With the cheaper version of the consoles, you won't have the option to buy used games. Either you buy at Store price (that Sony just raised to the base price of R$300), or you won't play.

And guess which one of the platforms has a service that has an initial signature cost of R$1 and 100+ games?

Sony's trying it's best with the Plus Collection, but the cheaper version of the service is R$24,99 for a month. And that's for a console that's already US$100 more expensive.

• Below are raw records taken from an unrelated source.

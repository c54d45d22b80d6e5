//! Criterion benchmarks for simple_console_logger

use criterion::{black_box, criterion_group, criterion_main, Criterion, Throughput};
use simple_console_logger::appenders::ConsoleAppender;
use simple_console_logger::prelude::*;
use simple_console_logger::LineFormatter;
use std::io;
use std::sync::Arc;
use std::thread;

// ============================================================================
// Formatting Benchmarks
// ============================================================================

fn bench_formatting(c: &mut Criterion) {
    let mut group = c.benchmark_group("formatting");
    group.throughput(Throughput::Elements(1));

    let record = LogRecord::new(LogLevel::Warn, "Warn message: Hello, world 2023!");

    group.bench_function("plain_line", |b| {
        b.iter(|| black_box(LineFormatter.format(black_box(&record))));
    });

    let colored = ConsoleAppender::with_writer(io::sink()).with_colors(true);
    group.bench_function("colored_line", |b| {
        b.iter(|| black_box(colored.render(black_box(&record))));
    });

    group.bench_function("record_capture", |b| {
        b.iter(|| black_box(LogRecord::new(LogLevel::Info, black_box("Info message"))));
    });

    group.finish();
}

// ============================================================================
// Logging Performance Benchmarks
// ============================================================================

fn bench_logging(c: &mut Criterion) {
    let mut group = c.benchmark_group("logging");
    group.throughput(Throughput::Elements(1));

    let logger = Logger::builder().writer(io::sink()).build();

    group.bench_function("info", |b| {
        b.iter(|| logger.info(black_box("Info message")));
    });

    group.bench_function("error_colored", |b| {
        let colored = Logger::builder()
            .writer(io::sink())
            .color(ColorMode::Always)
            .build();
        b.iter(|| colored.error(black_box("Error message")));
    });

    let filtered = Logger::builder()
        .writer(io::sink())
        .min_level(LogLevel::Warn)
        .build();
    group.bench_function("filtered_debug", |b| {
        b.iter(|| filtered.debug(black_box("Debug message")));
    });

    group.bench_function("filtered_macro", |b| {
        b.iter(|| simple_console_logger::debug!(filtered, "value {}", black_box(42)));
    });

    group.finish();
}

// ============================================================================
// Concurrent Logging Benchmarks
// ============================================================================

fn bench_concurrent_logging(c: &mut Criterion) {
    let mut group = c.benchmark_group("concurrent_logging");

    for nthreads in [2usize, 4, 8] {
        group.throughput(Throughput::Elements((nthreads * 100) as u64));
        group.bench_function(format!("{}_threads", nthreads), |b| {
            let logger = Arc::new(Logger::builder().writer(io::sink()).build());
            b.iter(|| {
                let handles: Vec<_> = (0..nthreads)
                    .map(|t| {
                        let logger = Arc::clone(&logger);
                        thread::spawn(move || {
                            for i in 0..100 {
                                let _ = logger.info(format!("thread {} message {}", t, i));
                            }
                        })
                    })
                    .collect();
                for handle in handles {
                    let _ = handle.join();
                }
            });
        });
    }

    group.finish();
}

criterion_group!(
    benches,
    bench_formatting,
    bench_logging,
    bench_concurrent_logging
);
criterion_main!(benches);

LATAM gamers fidelity with PlayStation brand grows thinner every time that word of mouth tells how well treated Microsoft consumers are

Everything that the Xbox Series S, and subsequently X need to do to win the generation is to deliver whatever good games that the 23 Studios from XGS are producing. The disposition to run under the wings of the brand is already there.


Source: SavePoint
 

dodmaster

Member
Apr 27, 2019
2,549
I'd rather they didn't 'win' this next generation. If it keeps Microsoft throwing money at their value proposition, I'd want Xbox to keep 'losing'.
 

Toumari

Member
Oct 27, 2017
8,327
England

Meg Cherry

Member
Oct 25, 2017
7,332
Seattle, WA
It's an interesting theory. The combination of a high value service like GamePass and low-cost entry options via Series S/xCloud - really does create the potiential for Microsoft to make bank in gaming markets that are structurally underserved otherwise.
 
Oct 29, 2017
7,503
here comes Steve Race, Sony representative, speaks "299" and leaves the stage, thus setting the any% speedrun record for destroying your opponent's hopes and dreams.

Lol, love it.

I don't know about selling more Xboxes than PS5s overall, I kind of doubt that, but I do think a $299 next gen console is going to be a huge deal in a way that hardcores like us (who OF COURSE are down to drop $500 on video games) can't really see.
 

YozoraXV

Member
Oct 30, 2017
3,044
I think MS will make the most money in the long run due to subscriptions but they won't sell more consoles.
 

Kingdizzi

Banned
Aug 11, 2019
745
OP you put more effort in that post than I have put effort in 2020, for that reason alone I am going to agree with every single point you made.
 
OP
OP
MongeSemNome

MongeSemNome

Banned
Jan 29, 2018
197
TL;DR

Xbox has been paying attention to LATAM Countries for 3 generations and this is the generation that gonna give this dedication a feedback.
 

Indelible

Member
Oct 27, 2017
13,810
Canada
MS is doing something completely different then Sony and Nintendo so I don't see winners or losers, all I care about is good games.
 

Nemesis121

Member
Nov 3, 2017
13,903
I am a PC gamers, and even with the purchase of Zenimax, gamepass, and the gamer friendly moves they making lately, PS5 still winning.....MS ruin their chance to win next gen when they buried all the good momentum from X360, with One X anti-consumer bullshit...
 

Quinton

Specialist at TheGamer / Reviewer at RPG Site
Verified
Oct 25, 2017
17,380
Midgar, With Love
Official Staff Communication
This is a console warring thread to a tee. We're not about that here. If you would like to express your satisfaction with Microsoft's handling of Latin American marketing, there are plenty of preexisting threads to discuss that. Framing an entire thread around "winning" and "losing" in a sport-like overtone simply does not bode well for civil discourse.